Given records:
-----
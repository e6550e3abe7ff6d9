//! Rubric templates: a two-level tree of topics holding weighted criteria
//!
//! The same shape serves two purposes. A template defines structure (scores
//! zero or unset); a filled instance, stored as a grade snapshot, carries the
//! scores a teacher entered. Wire names from the legacy JSON documents
//! (`nombre`, `temas`, `criterios`, `peso`, ...) are accepted as aliases.

pub mod clone;
pub mod lifecycle;

use std::fmt;
use std::str::FromStr;

use chrono::{DateTime, Utc};
use serde::{Deserialize, Serialize};

use crate::error::{RubricaError, Result};

pub use clone::{clone_template, TemplateBuilder, TemplateData, COPY_SUFFIX};
pub use lifecycle::{plan_guide_assignment, GuidePlan, Scope};

/// Lifecycle state of a rubric
#[derive(Debug, Clone, Copy, PartialEq, Eq, Hash, Default, Serialize, Deserialize)]
#[serde(rename_all = "lowercase")]
pub enum RubricState {
    /// Being edited; visible to its creator only
    #[default]
    #[serde(alias = "borrador")]
    Draft,
    /// Current guide of a scope
    #[serde(alias = "activo")]
    Active,
    /// Superseded guide
    #[serde(alias = "inactivo")]
    Inactive,
}

impl RubricState {
    pub fn as_str(self) -> &'static str {
        match self {
            RubricState::Draft => "draft",
            RubricState::Active => "active",
            RubricState::Inactive => "inactive",
        }
    }
}

impl fmt::Display for RubricState {
    fn fmt(&self, f: &mut fmt::Formatter<'_>) -> fmt::Result {
        f.write_str(self.as_str())
    }
}

impl FromStr for RubricState {
    type Err = RubricaError;

    fn from_str(s: &str) -> Result<Self> {
        match s.to_lowercase().as_str() {
            "draft" | "borrador" => Ok(RubricState::Draft),
            "active" | "activo" => Ok(RubricState::Active),
            "inactive" | "inactivo" => Ok(RubricState::Inactive),
            other => Err(RubricaError::invalid_value("rubric state", other)),
        }
    }
}

/// One weighted line of a topic
#[derive(Debug, Clone, Default, PartialEq, Serialize, Deserialize)]
pub struct Criterion {
    #[serde(default, alias = "criterio")]
    pub label: String,

    /// Share of the topic, intended 0-100
    #[serde(default, alias = "peso", skip_serializing_if = "Option::is_none")]
    pub weight: Option<f64>,

    /// Grade given; only meaningful in a filled instance
    #[serde(default, alias = "calificacion", skip_serializing_if = "Option::is_none")]
    pub score: Option<f64>,

    /// weight x score
    #[serde(default, alias = "acumulado", skip_serializing_if = "Option::is_none")]
    pub accumulated: Option<f64>,

    #[serde(default, alias = "observaciones")]
    pub remarks: String,
}

impl Criterion {
    pub fn new(label: impl Into<String>, weight: f64) -> Self {
        Self {
            label: label.into(),
            weight: Some(weight),
            score: Some(0.0),
            accumulated: Some(0.0),
            remarks: String::new(),
        }
    }

    /// Same criterion with a score filled in
    pub fn scored(mut self, score: f64) -> Self {
        self.score = Some(score);
        self
    }

    /// weight x score, with missing values counted as 0
    pub fn contribution(&self) -> f64 {
        self.weight.unwrap_or(0.0) * self.score.unwrap_or(0.0)
    }
}

/// A named group of criteria
#[derive(Debug, Clone, Default, PartialEq, Serialize, Deserialize)]
pub struct Topic {
    #[serde(default, alias = "nombre")]
    pub name: String,

    #[serde(default, alias = "criterios", alias = "rows")]
    pub criteria: Vec<Criterion>,
}

impl Topic {
    pub fn new(name: impl Into<String>, criteria: Vec<Criterion>) -> Self {
        Self {
            name: name.into(),
            criteria,
        }
    }

    /// Recompute every criterion's accumulated value from weight and score
    pub fn fill_accumulated(&mut self) {
        for criterion in &mut self.criteria {
            criterion.accumulated = Some(criterion.contribution());
        }
    }
}

/// A stored rubric template
#[derive(Debug, Clone, PartialEq, Serialize, Deserialize)]
pub struct Rubric {
    pub id: String,
    pub name: String,
    pub state: RubricState,
    /// Creating teacher, if known
    #[serde(default, skip_serializing_if = "Option::is_none")]
    pub owner_id: Option<String>,
    #[serde(default)]
    pub topics: Vec<Topic>,
    pub created: DateTime<Utc>,
    pub updated: DateTime<Utc>,
}

impl Rubric {
    /// Number of criteria across all topics
    pub fn criteria_count(&self) -> usize {
        self.topics.iter().map(|t| t.criteria.len()).sum()
    }
}

/// Input for creating a rubric template
#[derive(Debug, Clone, Default, Serialize, Deserialize)]
pub struct NewRubric {
    #[serde(default, alias = "nombre")]
    pub name: String,
    #[serde(default, alias = "temas")]
    pub topics: Vec<Topic>,
}

impl NewRubric {
    /// Reject structurally malformed input; numeric gaps are fine
    pub fn validate(&self) -> Result<()> {
        if self.name.trim().is_empty() {
            return Err(RubricaError::missing_field("name"));
        }
        Ok(())
    }
}

impl From<TemplateData> for NewRubric {
    fn from(data: TemplateData) -> Self {
        Self {
            name: data.name,
            topics: data.topics,
        }
    }
}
-----
Your task: Find each line in the material above that carries the string "Serialize", and copy it.

Answer:
use serde::{Deserialize, Serialize};
#[derive(Debug, Clone, Copy, PartialEq, Eq, Hash, Default, Serialize, Deserialize)]
#[derive(Debug, Clone, Default, PartialEq, Serialize, Deserialize)]
#[derive(Debug, Clone, Default, PartialEq, Serialize, Deserialize)]
#[derive(Debug, Clone, PartialEq, Serialize, Deserialize)]
#[derive(Debug, Clone, Default, Serialize, Deserialize)]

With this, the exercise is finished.